// Copyright 2025 Muvon Un Limited
//
// Licensed under the Apache License, Version 2.0 (the "License");
// you may not use this file except in compliance with the License.
// You may obtain a copy of the License at
//
//     http://www.apache.org/licenses/LICENSE-2.0
//
// Unless required by applicable law or agreed to in writing, software
// distributed under the License is distributed on an "AS IS" BASIS,
// WITHOUT WARRANTIES OR CONDITIONS OF ANY KIND, either express or implied.
// See the License for the specific language governing permissions and
// limitations under the License.

// Interactive session runner

use super::super::animation::show_loading_animation;
use super::super::input::{InputEvent, InputSource};
use super::commands::process_command;
use super::core::{ChatContext, ReplState};
use crate::api::{Message, Role, SendAck};
use crate::log_debug;
use anyhow::Result;
use colored::Colorize;
use std::sync::atomic::{AtomicBool, Ordering};
use std::sync::Arc;
use std::time::Duration;

const INTERRUPT_POLL: Duration = Duration::from_millis(10);

/// Why the loop ended; every reason is a clean exit
#[derive(Debug, Clone, Copy, PartialEq, Eq)]
pub enum ExitReason {
	Quit,
	EndOfInput,
	Interrupted,
}

enum SendOutcome {
	Finished(crate::error::Result<SendAck>),
	Interrupted,
}

/// Run the read, dispatch and render loop until the user leaves
pub async fn run_repl(ctx: &mut ChatContext, input: &mut dyn InputSource) -> Result<ExitReason> {
	loop {
		ctx.set_state(ReplState::AwaitingInput);

		let event = match input.read_line() {
			Ok(event) => event,
			Err(e) => {
				crate::log_error!("Failed to read input: {}", e);
				InputEvent::Eof
			}
		};

		let line = match event {
			InputEvent::Line(line) => line,
			InputEvent::Interrupted => {
				ctx.print("\nGoodbye!")?;
				ctx.shutdown_server()?;
				return Ok(ExitReason::Interrupted);
			}
			InputEvent::Eof => {
				ctx.print("\nGoodbye!")?;
				ctx.shutdown_server()?;
				return Ok(ExitReason::EndOfInput);
			}
		};

		let line = line.trim();
		if line.is_empty() {
			continue;
		}

		if line.starts_with('/') {
			match process_command(ctx, line).await {
				Ok(true) => {
					ctx.shutdown_server()?;
					return Ok(ExitReason::Quit);
				}
				Ok(false) => {}
				Err(e) => ctx.report_error(&e)?,
			}
			continue;
		}

		send_and_render(ctx, line).await?;
	}
}

/// Send one user turn, then show the reply (or whatever exists of it)
///
/// The context stays in Processing until the reply has been fetched and
/// rendered, so Ctrl+C anywhere in the turn cancels instead of exiting.
pub async fn send_and_render(ctx: &mut ChatContext, text: &str) -> Result<()> {
	let interrupt = ctx.interrupt_flag();
	interrupt.store(false, Ordering::SeqCst);
	ctx.set_state(ReplState::Processing);

	let outcome = send_with_interrupt(ctx, text, interrupt.clone()).await;
	let result = finish_turn(ctx, outcome).await;

	ctx.set_state(ReplState::AwaitingInput);
	interrupt.store(false, Ordering::SeqCst);
	result
}

async fn finish_turn(ctx: &mut ChatContext, outcome: SendOutcome) -> Result<()> {
	match outcome {
		SendOutcome::Finished(Ok(ack)) => {
			if let Some(cost) = ack.cost {
				log_debug!("Turn cost reported by server: ${:.4}", cost);
			}
			if let Some(model) = &ack.model {
				log_debug!("Turn answered by {}", model);
			}
			display_reply(ctx).await
		}
		SendOutcome::Finished(Err(e)) => ctx.report_chat_error(&e),
		SendOutcome::Interrupted => {
			ctx.print(&"\nAborting...".yellow().to_string())?;
			let session_id = ctx.session_id.clone();
			match ctx.api.abort(&session_id).await {
				Ok(()) => ctx.print(&"Request cancelled.".yellow().to_string())?,
				Err(e) => ctx.report_chat_error(&e)?,
			}
			display_reply(ctx).await
		}
	}
}

// Race the send against the interrupt flag; losing the race drops the request
async fn send_with_interrupt(ctx: &ChatContext, text: &str, interrupt: Arc<AtomicBool>) -> SendOutcome {
	let api = ctx.api.clone();
	let session_id = ctx.session_id.clone();
	let selection = ctx.selection.clone();

	let animation_stop = Arc::new(AtomicBool::new(false));
	let animation_task = ctx.interactive.then(|| {
		let stop = animation_stop.clone();
		let label = selection.to_string();
		tokio::spawn(async move {
			let _ = show_loading_animation(stop, label).await;
		})
	});

	let outcome = tokio::select! {
		result = api.send_message(&session_id, text, &selection) => SendOutcome::Finished(result),
		_ = wait_for_interrupt(interrupt) => SendOutcome::Interrupted,
	};

	animation_stop.store(true, Ordering::SeqCst);
	if let Some(task) = animation_task {
		let _ = task.await;
	}

	outcome
}

async fn wait_for_interrupt(flag: Arc<AtomicBool>) {
	while !flag.load(Ordering::SeqCst) {
		tokio::time::sleep(INTERRUPT_POLL).await;
	}
}

/// The assistant message answering the newest user message, if there is one
pub fn latest_reply(messages: &[Message]) -> Option<&Message> {
	let after = messages
		.iter()
		.rposition(|message| message.info.role == Role::User)
		.map(|idx| idx + 1)
		.unwrap_or(0);
	messages[after..].iter().rev().find(|message| message.is_assistant())
}

async fn display_reply(ctx: &mut ChatContext) -> Result<()> {
	let session_id = ctx.session_id.clone();
	let messages = match ctx.api.list_messages(&session_id).await {
		Ok(messages) => messages,
		Err(e) => {
			log_debug!("Fetching messages for {} failed: {}", session_id, e);
			return ctx.report_chat_error(&e);
		}
	};

	match latest_reply(&messages) {
		Some(message) => {
			let blocks = ctx.renderer.render_message(message, Some(&ctx.selection));
			ctx.print_blocks(&blocks)
		}
		None => ctx.print(&"No assistant response found.".bright_black().to_string()),
	}
}

#[cfg(test)]
mod tests {
	use super::super::testing::{context_over, context_with, MockApi, ScriptedInput, SharedBuffer};
	use super::*;
	use crate::api::{AgentApi, ModelSelection, SessionClient};
	use crate::config::Config;
	use crate::server::ServerHandle;

	#[tokio::test]
	async fn test_quit_ends_loop() {
		let buffer = SharedBuffer::default();
		let api = Arc::new(MockApi::default());
		let mut ctx = context_with(api.clone(), &buffer);
		let mut input = ScriptedInput::lines(&["/quit", "never read"]);

		let reason = run_repl(&mut ctx, &mut input).await.unwrap();
		assert_eq!(reason, ExitReason::Quit);
		assert_eq!(input.remaining(), 1);
		assert!(buffer.contents().contains("Goodbye!"));
	}

	#[tokio::test]
	async fn test_exit_and_eof_end_loop() {
		let buffer = SharedBuffer::default();
		let mut ctx = context_with(Arc::new(MockApi::default()), &buffer);
		let reason = run_repl(&mut ctx, &mut ScriptedInput::lines(&["/exit"])).await.unwrap();
		assert_eq!(reason, ExitReason::Quit);

		let reason = run_repl(&mut ctx, &mut ScriptedInput::lines(&[])).await.unwrap();
		assert_eq!(reason, ExitReason::EndOfInput);

		let reason = run_repl(&mut ctx, &mut ScriptedInput::lines(&[]).then(InputEvent::Interrupted))
			.await
			.unwrap();
		assert_eq!(reason, ExitReason::Interrupted);
	}

	#[tokio::test]
	async fn test_message_roundtrip_renders_reply() {
		let buffer = SharedBuffer::default();
		let api = Arc::new(MockApi::default());
		let mut ctx = context_with(api.clone(), &buffer);

		run_repl(&mut ctx, &mut ScriptedInput::lines(&["  ", "hello there", "/quit"]))
			.await
			.unwrap();

		let output = buffer.contents();
		assert!(output.contains("echo: hello there"));
		assert!(output.contains("step finished (12 tokens, $0.0010)"));
		assert_eq!(
			api.calls(),
			vec![
				"send ses_start opencode/kimi-k2.5-free".to_string(),
				"messages ses_start".to_string(),
			]
		);
	}

	#[tokio::test]
	async fn test_turn_stays_processing_until_rendered() {
		let buffer = SharedBuffer::default();
		let api = Arc::new(MockApi::default());
		let mut ctx = context_with(api.clone(), &buffer);
		api.watch_processing(ctx.processing_flag());

		run_repl(&mut ctx, &mut ScriptedInput::lines(&["hello", "/history", "/quit"]))
			.await
			.unwrap();

		assert_eq!(
			api.processing_log(),
			vec![
				("send ses_start opencode/kimi-k2.5-free".to_string(), true),
				("messages ses_start".to_string(), true),
				("messages ses_start".to_string(), false),
			]
		);
		assert_eq!(ctx.state(), ReplState::AwaitingInput);
		assert!(!ctx.processing_flag().load(Ordering::SeqCst));
	}

	#[tokio::test]
	async fn test_substituted_model_is_surfaced() {
		let buffer = SharedBuffer::default();
		let api = Arc::new(MockApi::default().with_substitute(ModelSelection::new("opencode", "big-pickle")));
		let mut ctx = context_with(api, &buffer);

		run_repl(&mut ctx, &mut ScriptedInput::lines(&["hi"])).await.unwrap();

		let output = buffer.contents();
		assert!(output.contains("requested opencode/kimi-k2.5-free"));
		assert!(output.contains("opencode/big-pickle"));
	}

	#[tokio::test]
	async fn test_send_failure_shows_panel_and_continues() {
		let buffer = SharedBuffer::default();
		let api = Arc::new(MockApi::default().failing_send());
		let mut ctx = context_with(api.clone(), &buffer);

		let reason = run_repl(&mut ctx, &mut ScriptedInput::lines(&["hi", "/help", "/quit"]))
			.await
			.unwrap();

		assert_eq!(reason, ExitReason::Quit);
		let output = buffer.contents();
		assert!(output.contains("API error"));
		assert!(output.contains("bad gateway"));
		assert!(output.contains("/sessions"));
		assert_eq!(ctx.state(), ReplState::AwaitingInput);
	}

	#[tokio::test]
	async fn test_unreachable_server_shows_connection_panel() {
		let port = std::net::TcpListener::bind("127.0.0.1:0")
			.unwrap()
			.local_addr()
			.unwrap()
			.port();
		let client = SessionClient::new(&format!("http://127.0.0.1:{}", port), &Config::default()).unwrap();
		let api: Arc<dyn AgentApi> = Arc::new(client);
		let buffer = SharedBuffer::default();
		let mut ctx = context_over(api, &buffer, ServerHandle::detached());

		let reason = run_repl(&mut ctx, &mut ScriptedInput::lines(&["hello", "/quit"]))
			.await
			.unwrap();

		assert_eq!(reason, ExitReason::Quit);
		assert!(buffer.contents().contains("Lost connection to OpenCode server"));
	}

	#[tokio::test]
	async fn test_interrupt_during_send_aborts_session() {
		let buffer = SharedBuffer::default();
		let interrupt = Arc::new(AtomicBool::new(false));
		let api = Arc::new(MockApi::default().hanging(interrupt.clone()));
		let mut ctx = context_with(api.clone(), &buffer).with_interrupt(interrupt.clone());
		api.watch_processing(ctx.processing_flag());

		let reason = run_repl(&mut ctx, &mut ScriptedInput::lines(&["long task", "/quit"]))
			.await
			.unwrap();

		assert_eq!(reason, ExitReason::Quit);
		let calls = api.calls();
		assert!(calls.contains(&"abort ses_start".to_string()));
		assert!(api
			.processing_log()
			.contains(&("abort ses_start".to_string(), true)));
		assert_eq!(calls.last().map(String::as_str), Some("messages ses_start"));

		let output = buffer.contents();
		assert!(output.contains("Request cancelled."));
		assert!(output.contains("partial answer"));
		assert!(output.contains("Request was aborted."));
		assert!(!interrupt.load(Ordering::SeqCst));
	}

	#[cfg(unix)]
	#[tokio::test]
	async fn test_quit_releases_owned_server_once() {
		let child = std::process::Command::new("sleep").arg("30").spawn().unwrap();
		let handle = ServerHandle::adopt(child, Duration::from_secs(2));
		let buffer = SharedBuffer::default();
		let api: Arc<dyn AgentApi> = Arc::new(MockApi::default());
		let mut ctx = context_over(api, &buffer, handle.clone());

		run_repl(&mut ctx, &mut ScriptedInput::lines(&["/quit"])).await.unwrap();

		assert!(!handle.owns_process());
		assert!(!handle.shutdown());
		assert_eq!(buffer.contents().matches("OpenCode server stopped.").count(), 1);
	}

	#[test]
	fn test_latest_reply_ignores_older_turns() {
		let messages: Vec<Message> = serde_json::from_value(serde_json::json!([
			{"info": {"id": "u1", "role": "user"}, "parts": []},
			{"info": {"id": "a1", "role": "assistant"}, "parts": []},
			{"info": {"id": "u2", "role": "user"}, "parts": []}
		]))
		.unwrap();
		assert!(latest_reply(&messages).is_none());

		let messages: Vec<Message> = serde_json::from_value(serde_json::json!([
			{"info": {"id": "u1", "role": "user"}, "parts": []},
			{"info": {"id": "a1", "role": "assistant"}, "parts": []},
			{"info": {"id": "a2", "role": "assistant"}, "parts": []}
		]))
		.unwrap();
		assert_eq!(latest_reply(&messages).map(|m| m.info.id.as_str()), Some("a2"));
	}
}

*TASK STATEMENT*.
Would you return all lines from the preceding listing that contain the word "ChatContext"?

*WRITTEN SOLUTION*.
use super::core::{ChatContext, ReplState};
pub async fn run_repl(ctx: &mut ChatContext, input: &mut dyn InputSource) -> Result<ExitReason> {
pub async fn send_and_render(ctx: &mut ChatContext, text: &str) -> Result<()> {
async fn finish_turn(ctx: &mut ChatContext, outcome: SendOutcome) -> Result<()> {
async fn send_with_interrupt(ctx: &ChatContext, text: &str, interrupt: Arc<AtomicBool>) -> SendOutcome {
async fn display_reply(ctx: &mut ChatContext) -> Result<()> {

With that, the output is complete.